The price of purity: High-yield cotton, technocratic state-building, and the 1952 ‘cotton uprooting incident’ in rural China
Jiangbo Zhang, Yi Meng ChengAbstract
In the early 1950s, the People’s Republic of China sought to fuel economic recovery by rapidly disseminating high-yield Stoneville cotton. To preserve genetic purity, Shandong authorities mandated the strict eradication of mixed planting. In 1952, this top-down standardisation was stymied by the unsuitable agrarian conditions of Cangshan County and the rational risk-aversion of its peasantry, triggering the ‘Cotton Uprooting Incident’ and the coercive measures that accompanied it.
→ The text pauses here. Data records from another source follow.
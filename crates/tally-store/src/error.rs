//! # Store Error Types
//!
//! Error types for durable local state.
//!
//! ## Error Flow
//! ```text
//! ┌─────────────────────────────────────────────────────────────────────────┐
//! │                    Error Propagation                                    │
//! │                                                                         │
//! │  sqlx::Error / serde_json::Error                                       │
//! │       │                                                                 │
//! │       ▼                                                                 │
//! │  StoreError (this module) ← Adds context and categorization            │
//! │       │                                                                 │
//! │       ├──► CacheStore: logged, reads degrade to empty                  │
//! │       │                                                                 │
//! │       └──► PendingOperationQueue: surfaced as SyncError                │
//! │            ::QueueUnavailable by the entity services                   │
//! │                                                                         │
//! └─────────────────────────────────────────────────────────────────────────┘
//! ```

use thiserror::Error;

/// Durable store errors.
#[derive(Debug, Error)]
pub enum StoreError {
    /// Database connection failed.
    ///
    /// ## When This Occurs
    /// - Database file can't be created
    /// - File permissions issue
    /// - Disk full
    #[error("Connection failed: {0}")]
    ConnectionFailed(String),

    /// Migration failed.
    #[error("Migration failed: {0}")]
    MigrationFailed(String),

    /// Query execution failed.
    #[error("Query failed: {0}")]
    QueryFailed(String),

    /// Pool exhausted (all connections in use).
    #[error("Connection pool exhausted")]
    PoolExhausted,

    /// A stored document could not be encoded or decoded.
    ///
    /// ## When This Occurs
    /// - A snapshot was written by an incompatible version
    /// - The database file was edited by hand
    #[error("Corrupt entry {instance}/{key}: {message}")]
    Corrupt {
        instance: String,
        key: String,
        message: String,
    },

    /// The store has been closed or was never opened.
    #[error("Store unavailable: {0}")]
    Unavailable(String),

    /// Internal store error.
    #[error("Internal store error: {0}")]
    Internal(String),
}

impl StoreError {
    /// Creates a Corrupt error for an entry.
    pub fn corrupt(instance: &str, key: &str, err: impl std::fmt::Display) -> Self {
        StoreError::Corrupt {
            instance: instance.to_string(),
            key: key.to_string(),
            message: err.to_string(),
        }
    }
}

/// Convert sqlx errors to StoreError.
///
/// ## Error Mapping
/// ```text
/// sqlx::Error::Database       → StoreError::QueryFailed
/// sqlx::Error::PoolTimedOut   → StoreError::PoolExhausted
/// sqlx::Error::PoolClosed     → StoreError::Unavailable
/// Other                       → StoreError::Internal
/// ```
impl From<sqlx::Error> for StoreError {
    fn from(err: sqlx::Error) -> Self {
        match err {
            sqlx::Error::Database(db_err) => StoreError::QueryFailed(db_err.message().to_string()),
            sqlx::Error::PoolTimedOut => StoreError::PoolExhausted,
            sqlx::Error::PoolClosed => StoreError::Unavailable("Pool is closed".to_string()),
            _ => StoreError::Internal(err.to_string()),
        }
    }
}

impl From<sqlx::migrate::MigrateError> for StoreError {
    fn from(err: sqlx::migrate::MigrateError) -> Self {
        StoreError::MigrationFailed(err.to_string())
    }
}

/// Result type for store operations.
pub type StoreResult<T> = Result<T, StoreError>;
This article argues that the incident reveals two analytically distinct but mutually reinforcing failures: the universalising tendencies of mid-century agronomic science, which assumed the uniform applicability of improved varieties regardless of local conditions, and the structural imperatives of centrally planned administration, which cascaded rigid quotas down the bureaucratic hierarchy without regard for local agrarian realities. By examining the agronomic profiles of competing cotton varieties, the resilience-promoting function of traditional mixed cultivation, and peasant survival strategies, this study illuminates how the obsessive pursuit of genetic purity transformed a paradigmatic scientific limitation into an administrative catastrophe. The political fallout, which catalysed the nationwide ‘New Three-Anti Campaign’ against grassroots commandism, exposes an early moment of institutional self-correction that would be progressively eliminated as the political climate radicalised toward the Great Leap Forward.